> **STUDY MATERIAL**:
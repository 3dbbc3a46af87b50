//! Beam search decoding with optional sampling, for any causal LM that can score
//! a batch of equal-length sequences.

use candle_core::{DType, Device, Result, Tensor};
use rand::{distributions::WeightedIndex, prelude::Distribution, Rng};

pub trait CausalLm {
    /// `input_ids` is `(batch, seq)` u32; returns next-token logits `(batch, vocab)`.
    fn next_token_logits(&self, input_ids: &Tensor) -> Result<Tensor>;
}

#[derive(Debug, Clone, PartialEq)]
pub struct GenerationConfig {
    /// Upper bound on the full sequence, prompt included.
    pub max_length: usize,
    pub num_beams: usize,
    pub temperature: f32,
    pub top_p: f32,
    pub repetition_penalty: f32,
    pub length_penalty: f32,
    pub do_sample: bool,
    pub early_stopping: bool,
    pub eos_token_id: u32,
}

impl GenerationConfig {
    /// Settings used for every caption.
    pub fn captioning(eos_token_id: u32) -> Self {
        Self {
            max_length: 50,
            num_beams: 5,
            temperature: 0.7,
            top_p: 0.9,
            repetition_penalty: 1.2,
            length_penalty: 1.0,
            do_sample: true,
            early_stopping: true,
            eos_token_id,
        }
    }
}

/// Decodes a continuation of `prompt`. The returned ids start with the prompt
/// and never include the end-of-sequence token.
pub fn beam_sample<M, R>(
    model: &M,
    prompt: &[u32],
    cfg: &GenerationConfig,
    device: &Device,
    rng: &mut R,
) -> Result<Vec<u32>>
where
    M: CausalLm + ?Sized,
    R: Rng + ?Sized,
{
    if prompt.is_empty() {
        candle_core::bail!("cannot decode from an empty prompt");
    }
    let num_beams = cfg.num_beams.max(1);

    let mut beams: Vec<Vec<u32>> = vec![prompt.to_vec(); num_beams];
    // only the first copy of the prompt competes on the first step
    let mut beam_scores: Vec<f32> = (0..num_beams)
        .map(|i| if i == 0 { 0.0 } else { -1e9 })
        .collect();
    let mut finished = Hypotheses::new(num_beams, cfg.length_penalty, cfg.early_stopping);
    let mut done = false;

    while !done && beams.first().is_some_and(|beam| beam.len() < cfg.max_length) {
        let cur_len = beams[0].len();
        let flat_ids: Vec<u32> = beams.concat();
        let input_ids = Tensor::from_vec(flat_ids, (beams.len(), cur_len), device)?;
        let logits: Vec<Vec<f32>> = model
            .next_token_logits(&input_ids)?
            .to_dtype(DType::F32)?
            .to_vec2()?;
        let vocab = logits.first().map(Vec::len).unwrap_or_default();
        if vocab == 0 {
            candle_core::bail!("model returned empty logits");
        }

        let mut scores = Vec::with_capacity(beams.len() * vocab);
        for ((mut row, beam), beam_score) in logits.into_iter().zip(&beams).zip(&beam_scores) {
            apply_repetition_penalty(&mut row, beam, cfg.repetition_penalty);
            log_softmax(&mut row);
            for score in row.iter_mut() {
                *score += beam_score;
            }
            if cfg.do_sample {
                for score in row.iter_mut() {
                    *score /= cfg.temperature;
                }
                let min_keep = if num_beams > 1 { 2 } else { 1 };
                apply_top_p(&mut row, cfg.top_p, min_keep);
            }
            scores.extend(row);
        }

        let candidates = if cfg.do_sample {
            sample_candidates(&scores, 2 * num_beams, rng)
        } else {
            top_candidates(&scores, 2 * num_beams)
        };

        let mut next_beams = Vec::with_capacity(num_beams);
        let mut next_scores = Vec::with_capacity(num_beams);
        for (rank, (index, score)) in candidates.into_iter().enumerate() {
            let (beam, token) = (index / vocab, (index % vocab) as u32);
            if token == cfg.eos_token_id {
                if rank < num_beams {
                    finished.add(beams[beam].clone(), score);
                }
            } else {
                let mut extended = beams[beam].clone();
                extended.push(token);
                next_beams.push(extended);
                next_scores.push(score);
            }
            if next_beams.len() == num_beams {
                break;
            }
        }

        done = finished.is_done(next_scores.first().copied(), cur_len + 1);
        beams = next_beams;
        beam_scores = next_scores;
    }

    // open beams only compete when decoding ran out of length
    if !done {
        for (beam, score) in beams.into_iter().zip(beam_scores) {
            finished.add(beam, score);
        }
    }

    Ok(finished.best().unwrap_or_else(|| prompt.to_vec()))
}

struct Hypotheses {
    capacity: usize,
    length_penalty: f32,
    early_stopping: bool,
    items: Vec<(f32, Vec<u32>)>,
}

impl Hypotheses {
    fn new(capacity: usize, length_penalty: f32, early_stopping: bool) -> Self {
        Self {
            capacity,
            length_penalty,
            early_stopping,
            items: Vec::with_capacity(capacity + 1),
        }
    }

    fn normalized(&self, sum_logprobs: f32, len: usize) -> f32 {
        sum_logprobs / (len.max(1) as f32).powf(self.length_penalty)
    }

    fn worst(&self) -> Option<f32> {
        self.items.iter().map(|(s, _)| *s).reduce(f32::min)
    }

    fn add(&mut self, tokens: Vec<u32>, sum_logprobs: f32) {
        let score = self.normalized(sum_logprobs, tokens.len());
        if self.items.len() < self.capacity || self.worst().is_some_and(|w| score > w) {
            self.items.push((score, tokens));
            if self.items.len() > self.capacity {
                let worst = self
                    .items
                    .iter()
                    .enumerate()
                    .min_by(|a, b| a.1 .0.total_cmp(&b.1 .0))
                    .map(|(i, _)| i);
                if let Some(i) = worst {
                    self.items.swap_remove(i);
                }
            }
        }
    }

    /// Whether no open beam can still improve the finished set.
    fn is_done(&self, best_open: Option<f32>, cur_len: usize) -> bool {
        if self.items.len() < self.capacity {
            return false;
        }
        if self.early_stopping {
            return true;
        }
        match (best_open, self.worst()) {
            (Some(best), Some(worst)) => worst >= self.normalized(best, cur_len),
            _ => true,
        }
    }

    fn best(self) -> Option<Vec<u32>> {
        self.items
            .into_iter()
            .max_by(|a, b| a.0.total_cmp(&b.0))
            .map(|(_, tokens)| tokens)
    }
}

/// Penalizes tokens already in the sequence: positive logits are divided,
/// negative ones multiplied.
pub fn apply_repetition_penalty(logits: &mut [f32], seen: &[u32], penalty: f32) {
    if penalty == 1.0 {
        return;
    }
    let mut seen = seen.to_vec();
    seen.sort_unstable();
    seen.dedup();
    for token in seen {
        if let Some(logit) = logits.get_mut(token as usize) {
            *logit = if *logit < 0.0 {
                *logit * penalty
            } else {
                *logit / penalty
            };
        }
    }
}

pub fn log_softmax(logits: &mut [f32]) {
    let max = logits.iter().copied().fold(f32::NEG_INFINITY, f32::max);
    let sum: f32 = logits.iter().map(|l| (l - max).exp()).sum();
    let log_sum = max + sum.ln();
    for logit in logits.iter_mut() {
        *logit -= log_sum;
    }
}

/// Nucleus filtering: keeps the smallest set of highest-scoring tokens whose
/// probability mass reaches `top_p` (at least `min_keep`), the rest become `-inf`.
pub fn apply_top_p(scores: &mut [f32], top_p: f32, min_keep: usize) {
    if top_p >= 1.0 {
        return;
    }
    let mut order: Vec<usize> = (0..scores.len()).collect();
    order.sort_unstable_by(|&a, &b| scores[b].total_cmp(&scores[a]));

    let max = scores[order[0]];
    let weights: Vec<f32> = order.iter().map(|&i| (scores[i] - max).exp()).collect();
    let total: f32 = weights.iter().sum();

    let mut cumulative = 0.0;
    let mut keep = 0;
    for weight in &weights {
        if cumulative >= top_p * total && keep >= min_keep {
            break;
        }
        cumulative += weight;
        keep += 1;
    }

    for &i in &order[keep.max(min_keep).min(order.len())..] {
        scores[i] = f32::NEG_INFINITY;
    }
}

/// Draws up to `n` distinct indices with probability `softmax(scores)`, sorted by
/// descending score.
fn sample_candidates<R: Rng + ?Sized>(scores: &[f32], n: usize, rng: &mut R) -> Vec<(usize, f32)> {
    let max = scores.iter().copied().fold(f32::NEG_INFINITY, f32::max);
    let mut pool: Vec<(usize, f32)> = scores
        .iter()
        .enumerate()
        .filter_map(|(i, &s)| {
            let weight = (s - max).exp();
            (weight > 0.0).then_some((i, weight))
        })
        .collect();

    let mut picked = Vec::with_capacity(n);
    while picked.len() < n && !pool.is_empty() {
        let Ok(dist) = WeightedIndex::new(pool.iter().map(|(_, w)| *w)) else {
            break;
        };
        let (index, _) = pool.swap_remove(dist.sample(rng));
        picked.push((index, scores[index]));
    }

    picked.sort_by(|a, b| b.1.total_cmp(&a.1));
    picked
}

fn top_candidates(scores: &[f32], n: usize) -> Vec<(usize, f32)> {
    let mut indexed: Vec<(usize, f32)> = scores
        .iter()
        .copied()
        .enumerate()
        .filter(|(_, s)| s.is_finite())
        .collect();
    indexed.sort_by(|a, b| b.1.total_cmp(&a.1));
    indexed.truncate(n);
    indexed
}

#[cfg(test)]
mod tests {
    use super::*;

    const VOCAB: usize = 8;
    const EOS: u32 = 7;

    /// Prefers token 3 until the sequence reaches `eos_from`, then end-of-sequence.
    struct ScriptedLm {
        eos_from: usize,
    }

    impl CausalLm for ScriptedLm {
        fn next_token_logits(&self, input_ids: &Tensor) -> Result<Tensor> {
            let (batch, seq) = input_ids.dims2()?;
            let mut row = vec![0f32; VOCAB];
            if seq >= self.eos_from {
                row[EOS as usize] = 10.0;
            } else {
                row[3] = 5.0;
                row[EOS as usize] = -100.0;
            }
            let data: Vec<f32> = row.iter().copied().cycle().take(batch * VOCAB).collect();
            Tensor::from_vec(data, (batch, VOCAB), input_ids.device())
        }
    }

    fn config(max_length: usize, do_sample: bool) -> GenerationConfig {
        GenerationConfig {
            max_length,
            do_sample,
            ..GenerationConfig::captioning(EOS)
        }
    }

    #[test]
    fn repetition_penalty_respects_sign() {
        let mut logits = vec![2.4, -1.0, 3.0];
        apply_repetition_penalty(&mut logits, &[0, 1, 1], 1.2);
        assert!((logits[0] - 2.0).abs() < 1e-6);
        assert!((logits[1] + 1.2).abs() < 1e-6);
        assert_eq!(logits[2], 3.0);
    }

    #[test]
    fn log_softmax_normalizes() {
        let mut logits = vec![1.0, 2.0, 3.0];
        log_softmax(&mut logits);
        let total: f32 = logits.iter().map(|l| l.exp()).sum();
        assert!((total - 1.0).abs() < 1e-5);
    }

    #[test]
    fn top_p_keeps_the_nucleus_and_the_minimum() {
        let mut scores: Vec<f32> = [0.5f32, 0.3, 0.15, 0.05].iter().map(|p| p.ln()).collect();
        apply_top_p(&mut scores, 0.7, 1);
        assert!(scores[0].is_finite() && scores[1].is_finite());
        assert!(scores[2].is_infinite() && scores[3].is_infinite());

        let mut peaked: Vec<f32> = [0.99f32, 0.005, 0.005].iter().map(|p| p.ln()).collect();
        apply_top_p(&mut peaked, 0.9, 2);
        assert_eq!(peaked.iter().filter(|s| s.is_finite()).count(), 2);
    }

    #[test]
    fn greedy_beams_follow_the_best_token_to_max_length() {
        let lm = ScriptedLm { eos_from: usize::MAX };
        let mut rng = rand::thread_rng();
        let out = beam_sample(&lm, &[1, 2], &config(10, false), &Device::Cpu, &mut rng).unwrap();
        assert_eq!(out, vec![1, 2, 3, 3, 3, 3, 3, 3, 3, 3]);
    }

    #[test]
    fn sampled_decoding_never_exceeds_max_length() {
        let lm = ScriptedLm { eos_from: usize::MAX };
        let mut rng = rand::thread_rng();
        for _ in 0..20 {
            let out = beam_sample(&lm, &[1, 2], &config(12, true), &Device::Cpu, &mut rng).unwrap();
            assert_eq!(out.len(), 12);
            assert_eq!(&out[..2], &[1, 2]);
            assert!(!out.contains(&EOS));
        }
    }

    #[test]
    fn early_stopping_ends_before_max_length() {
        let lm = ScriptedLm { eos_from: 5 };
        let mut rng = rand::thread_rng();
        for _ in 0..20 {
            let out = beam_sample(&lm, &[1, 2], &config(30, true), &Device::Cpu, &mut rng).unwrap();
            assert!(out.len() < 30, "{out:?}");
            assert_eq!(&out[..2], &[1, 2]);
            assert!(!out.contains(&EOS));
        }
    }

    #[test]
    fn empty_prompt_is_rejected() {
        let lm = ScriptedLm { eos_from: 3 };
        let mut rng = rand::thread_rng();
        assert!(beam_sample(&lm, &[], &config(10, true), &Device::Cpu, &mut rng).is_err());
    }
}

> **THE TASK**: Wherever a line in the records contains the word "captioning", copy that line.

> **TASK ANSWER**:
    pub fn captioning(eos_token_id: u32) -> Self {
            ..GenerationConfig::captioning(EOS)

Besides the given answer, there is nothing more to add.